Lyn controls neuronal dystrophy and cognitive dysfunction in AD. a) Immunostaining to determine dystrophic neurites around the Aβ plaque. WT, 5xFAD and 5xFAD X Lyn^-/- mouse brain cortical sections were stained with AT8 (green) for phosphorylated tau (p-tau) and Aβ (red).

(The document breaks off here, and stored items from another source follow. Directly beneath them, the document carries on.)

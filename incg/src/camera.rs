//! Orbit camera and projection.
//!
//! The camera always orbits around a focus point located `orbit_radius` units in front of it.
//! Yawing, pitching and zooming keep that focus point in place.

use cgmath::{perspective, Deg, InnerSpace, Matrix3, Matrix4, Point3, Rad, Vector3, Zero};

/// Reference window width.
pub const DEFAULT_WIDTH: u32 = 1024;
/// Reference window height.
pub const DEFAULT_HEIGHT: u32 = 768;
/// Vertical field of view at the reference aspect ratio, in degrees.
pub const FOV_Y: f32 = 70.;
/// Near clipping plane.
pub const Z_NEAR: f32 = 1.;
/// Far clipping plane.
pub const Z_FAR: f32 = 100.;

/// Camera system.
#[derive(Clone, Copy, Debug, PartialEq)]
pub struct CameraSystem {
  /// Eye position.
  pub position: Vector3<f32>,
  /// Viewing direction.
  pub view_dir: Vector3<f32>,
  /// Right direction.
  pub right_dir: Vector3<f32>,
  /// Up direction.
  pub up_dir: Vector3<f32>,
  /// Whether mouse rotations orbit around the focus point.
  pub use_orbit: bool,
  /// Distance to the focus point.
  pub orbit_radius: f32,
}

impl Default for CameraSystem {
  fn default() -> Self {
    Self::new(Vector3::new(0., 0., 5.))
  }
}

impl CameraSystem {
  /// Camera at `position`, looking at the origin.
  pub fn new(position: Vector3<f32>) -> Self {
    let view_dir = (-position).normalize();
    let up_dir = Vector3::unit_y();

    CameraSystem {
      position,
      view_dir,
      right_dir: view_dir.cross(up_dir).normalize(),
      up_dir,
      use_orbit: true,
      orbit_radius: position.magnitude(),
    }
  }

  /// Camera at `position`, looking along `dir`.
  ///
  /// A zero direction looks at the origin.
  pub fn looking(position: Vector3<f32>, dir: Vector3<f32>, up: Vector3<f32>) -> Self {
    let view_dir = if dir.is_zero() { -position } else { dir };

    CameraSystem {
      position,
      view_dir,
      right_dir: view_dir.cross(up),
      up_dir: Vector3::unit_y(),
      use_orbit: true,
      orbit_radius: position.magnitude(),
    }
  }

  /// Point the camera orbits around.
  pub fn focus(&self) -> Vector3<f32> {
    self.position + self.view_dir.normalize() * self.orbit_radius
  }

  /// Move along the viewing direction.
  pub fn move_forward(&mut self, delta: f32) {
    self.position += self.view_dir * delta;
  }

  /// Move against the viewing direction.
  pub fn move_backward(&mut self, delta: f32) {
    self.move_forward(-delta);
  }

  /// Move up, perpendicular to the viewing direction.
  pub fn move_up(&mut self, delta: f32) {
    self.position += self.right_dir.cross(self.view_dir).normalize() * delta;
  }

  /// Move down, perpendicular to the viewing direction.
  pub fn move_down(&mut self, delta: f32) {
    self.move_up(-delta);
  }

  /// Move along the right direction.
  pub fn move_right(&mut self, delta: f32) {
    self.position += self.right_dir * delta;
  }

  /// Move against the right direction.
  pub fn move_left(&mut self, delta: f32) {
    self.move_right(-delta);
  }

  /// Scale the distance to the focus point.
  pub fn zoom(&mut self, factor: f32) {
    let focus = self.focus();
    self.orbit_radius *= factor;
    self.position = focus - self.view_dir.normalize() * self.orbit_radius;
  }

  /// Rotate around the up direction, keeping the focus point.
  pub fn yaw(&mut self, angle: f32) {
    let focus = self.focus();
    let rot = Matrix3::from_axis_angle(self.up_dir.normalize(), Rad(angle));

    self.view_dir = rot * self.view_dir;
    self.right_dir = rot * self.right_dir;
    self.position = focus - self.view_dir.normalize() * self.orbit_radius;
  }

  /// Rotate around the right direction, keeping the focus point.
  ///
  /// Rotations that would cross the top or bottom pole are ignored.
  pub fn pitch(&mut self, angle: f32) {
    let focus = self.focus();
    let rot = Matrix3::from_axis_angle(self.right_dir.normalize(), Rad(angle));
    let new_dir = rot * self.view_dir;

    if self.up_dir.cross(new_dir).dot(self.up_dir.cross(self.view_dir)) > 0. {
      self.view_dir = new_dir;
    }

    self.position = focus - self.view_dir.normalize() * self.orbit_radius;
  }

  /// Rotate around the viewing direction.
  pub fn roll(&mut self, angle: f32) {
    let rot = Matrix3::from_axis_angle(self.view_dir.normalize(), Rad(angle));

    self.right_dir = rot * self.right_dir;
    self.up_dir = rot * self.up_dir;
  }

  /// Rotate the position around the world y axis and look back at the origin.
  pub fn rotate_around_origin(&mut self, angle: f32) {
    self.position = Matrix3::from_angle_y(Rad(angle)) * self.position;
    self.view_dir = (-self.position).normalize();
    self.right_dir = self.view_dir.cross(self.up_dir).normalize();
  }

  /// World-to-view matrix.
  pub fn view_matrix(&self) -> Matrix4<f32> {
    let eye = Point3::new(self.position.x, self.position.y, self.position.z);
    Matrix4::look_at_rh(eye, eye + self.view_dir, self.up_dir)
  }
}

/// Vertical field of view for a framebuffer, in degrees.
///
/// Horizontal field of view grows with wider framebuffers (hor+). Framebuffers narrower than the
/// reference aspect ratio widen the vertical field of view instead, so that the horizontal one
/// never shrinks.
pub fn hor_plus_fov_y(width: u32, height: u32) -> f32 {
  let aspect_orig = DEFAULT_WIDTH as f32 / DEFAULT_HEIGHT as f32;
  let aspect = aspect_ratio(width, height);

  if aspect < aspect_orig {
    let half = Rad::from(Deg(FOV_Y * 0.5)).0;
    Deg::from(Rad(2. * (half.tan() * aspect_orig / aspect).atan())).0
  } else {
    FOV_Y
  }
}

/// Projection matrix for a framebuffer. Sizes are clamped to at least 1.
pub fn hor_plus_projection(width: u32, height: u32) -> Matrix4<f32> {
  perspective(
    Deg(hor_plus_fov_y(width, height)),
    aspect_ratio(width, height),
    Z_NEAR,
    Z_FAR,
  )
}

fn aspect_ratio(width: u32, height: u32) -> f32 {
  width.max(1) as f32 / height.max(1) as f32
}

#[cfg(test)]
mod tests {
  use super::*;

  fn close(a: Vector3<f32>, b: Vector3<f32>) -> bool {
    (a - b).magnitude() < 1e-4
  }

  #[test]
  fn looks_at_origin() {
    let cam = CameraSystem::new(Vector3::new(1.5, 1.5, 1.5));

    assert!(close(cam.focus(), Vector3::zero()));
    assert!((cam.orbit_radius - 1.5 * 3f32.sqrt()).abs() < 1e-5);
    assert!(cam.right_dir.dot(cam.view_dir).abs() < 1e-5);
  }

  #[test]
  fn orbiting_keeps_focus() {
    let mut cam = CameraSystem::new(Vector3::new(0., 2., 5.));
    let focus = cam.focus();

    cam.yaw(0.7);
    assert!(close(cam.focus(), focus));

    cam.pitch(-0.2);
    assert!(close(cam.focus(), focus));

    cam.zoom(0.9);
    assert!(close(cam.focus(), focus));
    assert!((cam.position - focus).magnitude() < (Vector3::new(0., 2., 5.) - focus).magnitude());
  }

  #[test]
  fn pitch_stops_at_poles() {
    let mut cam = CameraSystem::new(Vector3::new(0., 0., 5.));
    let before = cam.view_dir;

    // 135° up goes past the top
    cam.pitch(std::f32::consts::PI * 0.75);
    assert!(close(cam.view_dir, before));

    cam.pitch(0.3);
    assert!(!close(cam.view_dir, before));
  }

  #[test]
  fn moving_does_not_turn() {
    let mut cam = CameraSystem::new(Vector3::new(0., 0., 5.));
    let dir = cam.view_dir;

    cam.move_forward(1.);
    cam.move_right(2.);
    cam.move_up(0.5);

    assert!(close(cam.view_dir, dir));
    assert!(close(cam.position, Vector3::new(2., 0.5, 4.)));
  }

  #[test]
  fn rotation_around_origin_keeps_distance() {
    let mut cam = CameraSystem::new(Vector3::new(3., 1., 0.));
    cam.rotate_around_origin(1.2);

    assert!((cam.position.magnitude() - Vector3::new(3., 1., 0.).magnitude()).abs() < 1e-5);
    assert!(close(cam.view_dir, (-cam.position).normalize()));
  }

  #[test]
  fn hor_plus() {
    assert_eq!(hor_plus_fov_y(1024, 768), FOV_Y);
    assert_eq!(hor_plus_fov_y(1920, 768), FOV_Y);
    assert!(hor_plus_fov_y(768, 1024) > FOV_Y);
    assert!(hor_plus_fov_y(0, 0).is_finite());
  }
}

All scale bars = 50 µm. b) Surface plots for AT8-Aβ colocalization. c) Cognitive function test by Barnes maze (F = 54.80, 2-way ANOVA where the 2 variables are time and genotype to assess for differences amongst all groups and Bonferroni post hoc test to assess for differences between pairs of groups). d) Discrimination index measured by Novel object recognition test (F = 37.23, One way ANOVA). n = 6; *P < 0.05, **P < 0.001, ***P < 0.0001 were considered statistically significant. e) Flow analysis to determine the neuronal population in the brain cells using anti-mouse NeuN, a neuronal marker. f) Quantification of neuronal cell percentage in the mouse brain by measuring Neun⁺ cells, n = 3; F = 52.10, One-way ANOVA to assess for differences amongst all groups and Bonferroni post hoc test to assess for differences between pairs of groups. *P < 0.05, **P < 0.001, ***P < 0.0001 was considered statistically significant.

Fig. 7

Effects of TLIM on TLR4-Lyn interaction to improve microglial phagocytosis and neuronal dystrophy. a) TLR4 domains, region of interaction (ROI) defining TLR4-TLIM and Dose–response curve for TLR4-TLIM IC50 = 17.9 nM. b) Microglial phagocytosis assay; primary microglia were incubated with pHrodo tagged Aβ_1-42 oligomers and GST-liposomes or TLIM-liposomes. Data analyzed by FlowJo; n = 4 per group. Quantifications of c) DAMs, d) Lyn⁺TLR4⁺ positive DAMs and e) DAM-Aβ phagocytosis in GST or TLIM liposome treated AD-microglia cultures (n = 4; Student’s t-test *P < 0.05, **P < 0.001 between groups). f) Microglia-Neuron Trans-well Assay. Primary microglia (MG) plated on the top chamber and neuronal cell line (hippocampal) plated in the bottom chamber. Cells were incubated with Aβ oligomers for 2 h, followed by 1-h incubation with 20 nM of either GST-liposomes or TLIM-liposomes. g) Immunohistochemistry staining of AT8 (green, 1:500) and DAPI (blue) in Aβ treated trans-well cultures. h) Quantification of number of dystrophic neurites per filed stained with AT8 (green), scale bars = 25 µm n = 4; Student’s t-test *P < 0.05, **P < 0.001 between groups.